He had a sabre wound on one cheek that gave him a ferocious appearance. He frequently alluded to how he used to mix up in the carnage of battle, and how he used to roll up his pantaloons and wade in gore. He said that if the tocsin of war should sound even now, or if he were to wake up in the night and hear war's rude alarum, he would spring to arms and make tyranny tremble till its suspender buttons fell off.

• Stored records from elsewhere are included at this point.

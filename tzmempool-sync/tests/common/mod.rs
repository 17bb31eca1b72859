//! In-memory indexer and node used by the integration tests.

#![allow(dead_code)]

use std::collections::HashMap;
use std::sync::atomic::{AtomicU64, AtomicUsize, Ordering};
use std::sync::Mutex;

use async_trait::async_trait;
use serde_json::json;
use tzmempool_core::{
    ConfirmedOperation, MempoolOperation, OperationContent, OperationKind, OperationStatus,
    OperationsPage,
};
use tzmempool_sync::error::{Result, SyncError};
use tzmempool_sync::{BlockRef, Constants, Delegate, IndexerApi, LevelRange, NodeApi, NodeHead, NodeHeader};

pub const NETWORK: &str = "testnet";

pub fn confirmed(id: u64, hash: &str, level: u64, kind: OperationKind) -> ConfirmedOperation {
    ConfirmedOperation {
        id,
        hash: hash.to_string(),
        level,
        block: format!("BLock{level}"),
        kind,
        sender: Some("tz1sender".to_string()),
        target: None,
    }
}

pub fn pending(hash: &str, branch: &str, status: OperationStatus, kind: OperationKind) -> MempoolOperation {
    let fields = json!({"kind": kind.tag(), "source": "tz1sender", "level": 0});
    MempoolOperation {
        hash: hash.to_string(),
        branch: branch.to_string(),
        status,
        signature: Some("sigFake".to_string()),
        contents: vec![OperationContent {
            kind,
            fields: fields.as_object().cloned().unwrap_or_default(),
        }],
        errors: None,
        level: 0,
    }
}

#[derive(Default)]
pub struct FakeIndexer {
    pub head: AtomicU64,
    pub operations: Mutex<Vec<ConfirmedOperation>>,
    pub blocks: Mutex<Vec<BlockRef>>,
    pub rights: Mutex<HashMap<u64, Vec<String>>>,
    pub delegates: Mutex<Vec<Delegate>>,
    pub fail_operations: Mutex<bool>,
    pub operation_calls: AtomicUsize,
    pub rights_calls: AtomicUsize,
    pub delegate_calls: AtomicUsize,
}

impl FakeIndexer {
    pub fn with_operations(head: u64, operations: Vec<ConfirmedOperation>) -> Self {
        let indexer = Self::default();
        indexer.head.store(head, Ordering::SeqCst);
        *indexer.operations.lock().unwrap() = operations;
        indexer
    }

    pub fn calls(counter: &AtomicUsize) -> usize {
        counter.load(Ordering::SeqCst)
    }
}

#[async_trait]
impl IndexerApi for FakeIndexer {
    async fn operations(
        &self,
        kind: OperationKind,
        range: LevelRange,
        cursor: Option<u64>,
        limit: usize,
    ) -> Result<OperationsPage> {
        self.operation_calls.fetch_add(1, Ordering::SeqCst);
        if *self.fail_operations.lock().unwrap() {
            return Err(SyncError::Transport {
                url: "fake".into(),
                reason: "unreachable".into(),
            });
        }

        let mut matching: Vec<_> = self
            .operations
            .lock()
            .unwrap()
            .iter()
            .filter(|op| op.kind == kind)
            .filter(|op| op.level > range.after && op.level <= range.up_to)
            .filter(|op| cursor.map_or(true, |c| op.id > c))
            .cloned()
            .collect();
        matching.sort_by_key(|op| op.id);
        matching.truncate(limit);

        Ok(OperationsPage {
            fetched: matching.len(),
            last_id: matching.last().map(|op| op.id),
            operations: matching,
        })
    }

    async fn head(&self) -> Result<u64> {
        Ok(self.head.load(Ordering::SeqCst))
    }

    async fn blocks(&self, range: LevelRange, limit: usize) -> Result<Vec<BlockRef>> {
        let mut blocks: Vec<_> = self
            .blocks
            .lock()
            .unwrap()
            .iter()
            .filter(|b| b.level > range.after && b.level <= range.up_to)
            .cloned()
            .collect();
        blocks.sort_by(|a, b| b.level.cmp(&a.level));
        blocks.truncate(limit);
        Ok(blocks)
    }

    async fn consensus_rights(&self, level: u64) -> Result<Vec<String>> {
        self.rights_calls.fetch_add(1, Ordering::SeqCst);
        Ok(self.rights.lock().unwrap().get(&level).cloned().unwrap_or_default())
    }

    async fn delegates(&self) -> Result<Vec<Delegate>> {
        self.delegate_calls.fetch_add(1, Ordering::SeqCst);
        Ok(self.delegates.lock().unwrap().clone())
    }
}

pub struct FakeNode {
    pub url: String,
    pub level: AtomicU64,
    pub pending: Mutex<Vec<MempoolOperation>>,
}

impl FakeNode {
    pub fn new(level: u64, pending: Vec<MempoolOperation>) -> Self {
        Self {
            url: "http://fake-node".to_string(),
            level: AtomicU64::new(level),
            pending: Mutex::new(pending),
        }
    }
}

#[async_trait]
impl NodeApi for FakeNode {
    fn url(&self) -> &str {
        &self.url
    }

    async fn header(&self) -> Result<NodeHeader> {
        Ok(NodeHeader {
            level: self.level.load(Ordering::SeqCst),
            protocol: "PtFake".to_string(),
        })
    }

    async fn pending_operations(&self) -> Result<Vec<MempoolOperation>> {
        Ok(self.pending.lock().unwrap().clone())
    }

    async fn constants(&self) -> Result<Constants> {
        Ok(Constants {
            time_between_blocks: vec![15],
            blocks_per_cycle: 8,
        })
    }

    async fn head(&self) -> Result<NodeHead> {
        Ok(NodeHead {
            chain_id: "NetXdQprcVkpaWU".to_string(),
            hash: "BLhead".to_string(),
            level: self.level.load(Ordering::SeqCst),
        })
    }
}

Oh, he was a bad man from Bitter Creek.
One day I learned from an old neighbor that this physician did not have anything to do with preserving the Union intact, but that he acquired the scar on his cheek while making some experiments as a drunk and disorderly. He would come and sit by my bedside for hours, waiting for this mortality to put on immortality, so that he could collect his bill from the estate, but one day I arose during a temporary delirium, and extracting a slat from my couch I smote him across the pit of the stomach with it, while I hissed through my clenched teeth:
“Physician, heal thyself.”
{Illustration: “PHYSICIAN, HEAL THYSELF."}
I then tottered a few minutes, and fell back into the arms of my attendants. If you do not believe this, I can still show you the clenched teeth. Also the attendants.
I had a hard time with this physician, but I still live, contrary to his earnest solicitations.
I desire to state that should this letter creep into the press of the country, and thus become in a measure public, I hope that it will create no ill-feeling on your part.